Vargem Grande Paulista:

Das marcas do passado às conquistas do presente

O livro organizado pela pedagoga Vânia Carvalho de Araújo, da Universidade Federal do Espírito Santo, doutoranda da USP e assessora pedagógica da Escola Aurora, de Vargem Grande Paulista, foi lançado dia 26 de novembro às 19 horas, na Associação Cultural e Esportiva de Vargem Grande Paulista (R. Raposo Tavares, Km 45,2).

"Tudo começou com os alunos do 3º da Escola Aurora", conta Vânia. "Como parte do currículo, eles fazem uma pesquisa sobre a história de seu município. Os alunos começaram a entrevistar os moradores mais antigos e o material se tornou rico em conteúdo. "

Com a parceria do Prefeito, Antonio Manoel da Silva; do presidente da Câmara Municipal, José Roberto dos Santos; e apoio cultural do Auto Posto 45, do laboratório Biovet e do Raposo Tavares Materiais de Construções, Vânia partiu em busca dos primórdios desse município, que completa 18 anos de emancipação político-administrativo.

"Fui percorrendo todo o caminho do século passado, até o momento atual de Vargem Grande. Algumas versões dizem que D. Pedro gostava de vir nesta região de fauna e flora riquíssima, caçar em uma das fazendas do Nhô Benê, no bairro da Lagoa." Vânia foi atrás de uma explicação para o nome Vargem Grande. "Dizem que aqui era uma região com muita plantação de feijão com vargem de tamanho descomunal, daí teria se originado o nome".

A vila, que também se chamou Raposo Tavares, foi elevada a categoria de Distrito em 1963. Os moradores começaram então o movimento para a emancipação municipal, conquistada em 1981, após plebiscito realizado em dia de muita festa e alegria. O prefeito de Cotia, Carmelino Pires deu todo o apoio para que o Distrito, pertencente a Cotia, conquistasse sua emancipação.

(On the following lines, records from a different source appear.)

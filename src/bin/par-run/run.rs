use std::io::Write;
use std::process::ExitCode;

use clap::{Args, ValueEnum};
use log::warn;

use par_run::commands::group::RunConfig;
use par_run::report::{OutputMode, Palette, Renderer, write_results};
use par_run::runner::Engine;

#[derive(Args, Debug)]
pub struct RunArgs {
    /// Only run these groups (comma separated)
    #[arg(long, value_delimiter = ',')]
    pub groups: Option<Vec<String>>,

    /// Only run these commands (comma separated)
    #[arg(long, value_delimiter = ',')]
    pub cmds: Option<Vec<String>>,

    /// When to print command output
    #[arg(long, value_enum, default_value_t = Style::Comp)]
    pub style: Style,
}

#[derive(ValueEnum, Debug, Clone, Copy, PartialEq, Eq)]
pub enum Style {
    /// Print a command's output once it completes
    Comp,
    /// Print output lines as they are received
    Recv,
}

impl From<Style> for OutputMode {
    fn from(style: Style) -> Self {
        match style {
            Style::Comp => OutputMode::OnCompletion,
            Style::Recv => OutputMode::OnReceive,
        }
    }
}

/// Run the selected groups, rendering events live and the results table at the end.
///
/// # Errors
///
/// Returns an error if writing to stdout fails or a name passed to `--groups`/`--cmds` is
/// not in the config.
pub async fn run(
    args: &RunArgs,
    config: &RunConfig,
) -> Result<ExitCode, Box<dyn std::error::Error>> {
    check_names(args, config)?;
    let config = config.select(args.groups.as_deref(), args.cmds.as_deref());
    if config.is_empty() {
        warn!("No commands selected, nothing to run");
        return Ok(ExitCode::SUCCESS);
    }

    let engine = Engine::new();
    let palette = Palette::for_stdout();
    let mode = OutputMode::from(args.style);
    let mut rx = engine.subscribe();
    let printer = tokio::spawn(async move {
        let mut renderer = Renderer::new(std::io::stdout(), mode, palette);
        while let Some(event) = rx.recv().await {
            if let Err(e) = renderer.handle(&event) {
                warn!("Failed to write output: {e}");
                break;
            }
        }
    });

    let cancel = engine.cancel_token();
    tokio::spawn(async move {
        if tokio::signal::ctrl_c().await.is_ok() {
            warn!("Interrupted, cancelling the run");
            cancel.cancel();
        }
    });

    let outcome = engine.run(&config).await;
    // Closing the bus lets the printer drain what is left and stop
    drop(engine);
    printer.await?;

    let mut stdout = std::io::stdout().lock();
    write_results(&mut stdout, &config, &outcome, palette)?;
    stdout.flush()?;

    Ok(ExitCode::from(u8::try_from(outcome.exit_code).unwrap_or(1)))
}

fn check_names(args: &RunArgs, config: &RunConfig) -> Result<(), String> {
    for name in args.groups.iter().flatten() {
        if config.group(name).is_none() {
            return Err(format!("Unknown group: {name}"));
        }
    }
    for name in args.cmds.iter().flatten() {
        if !config.all_commands().iter().any(|(_, c)| &c.name == name) {
            return Err(format!("Unknown command: {name}"));
        }
    }
    Ok(())
}
use std::io::Write;
use std::process::ExitCode;

use clap::Args;

use par_run::commands::group::RunConfig;

#[derive(Args, Debug)]
pub struct ShowArgs {
    /// Also print each command's working directory and environment overrides
    #[arg(long)]
    verbose: bool,
}

/// Print the resolved config.
///
/// # Errors
///
/// Returns an error if writing to stdout fails.
pub fn run(args: &ShowArgs, config: &RunConfig) -> Result<ExitCode, Box<dyn std::error::Error>> {
    let mut out = std::io::stdout().lock();
    for group in config.groups() {
        let mode = if group.serial { "serial" } else { "parallel" };
        write!(
            out,
            "{} ({mode}, timeout {}s, retries {}",
            group.name,
            group.timeout.as_secs(),
            group.retries
        )?;
        if group.cont_on_fail {
            write!(out, ", continue on failure")?;
        }
        writeln!(out, ")")?;
        if let Some(description) = &group.description {
            writeln!(out, "  {description}")?;
        }
        for cmd in &group.commands {
            writeln!(out, "  {}: {}", cmd.name, cmd.exec)?;
            if args.verbose {
                writeln!(out, "    cwd: {}", cmd.cwd.display())?;
                let mut env: Vec<_> = cmd.env.iter().collect();
                env.sort();
                for (key, value) in env {
                    writeln!(out, "    {key}={value}")?;
                }
            }
        }
    }
    Ok(ExitCode::SUCCESS)
}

O livro, com 104 páginas e recheado de fotos antigas, fala de figuras muito conhecidas na cidade. A família Matias Maciel é uma delas. Segundo as pesquisas, essa família mudou-se para Vargem Grande quando suas terras no Morro Grande de Cotia foram desapropriadas para a construção da Represa Pedro Beicht. O patriarca veio com as filhas e genros, dentre eles, o Valêncio Soares Rodrigues e o Leonardo Soares Rodrigues, hoje nomes de ruas e escolas.

A história de famílias tradicionais, dos descendentes de Matias Maciel, dos Novaes, do senhor Hélio Bigarelli e dos Rocha, dentre outras, está no livro. Em 1952 foi construído o Auto Posto 45, único lugar que ficava aberto 24 horas. "O Miguel e o Álvaro, do Auto Posto 45, lembram que era preciso uma hora para abastecer um caminhão, isso na época em que as bombas eram à manivela."

Vânia escreve sobre a chegada dos japoneses, por volta de 1921, e a perseguição que sofreram durante a 2ª Guerra Mundial.

Segundo Vânia, o maior desafio para Vargem Grande no próximo século é saber trabalhar o desenvolvimento sustentável. "A tradição agrícola, com muita produção de flores e batatas, se choca com a chegada desorganizada de algumas indústrias. Não haverá projeto para o município que resista a essa rápida transformação, se não houver a intensa conscientização e participação da população."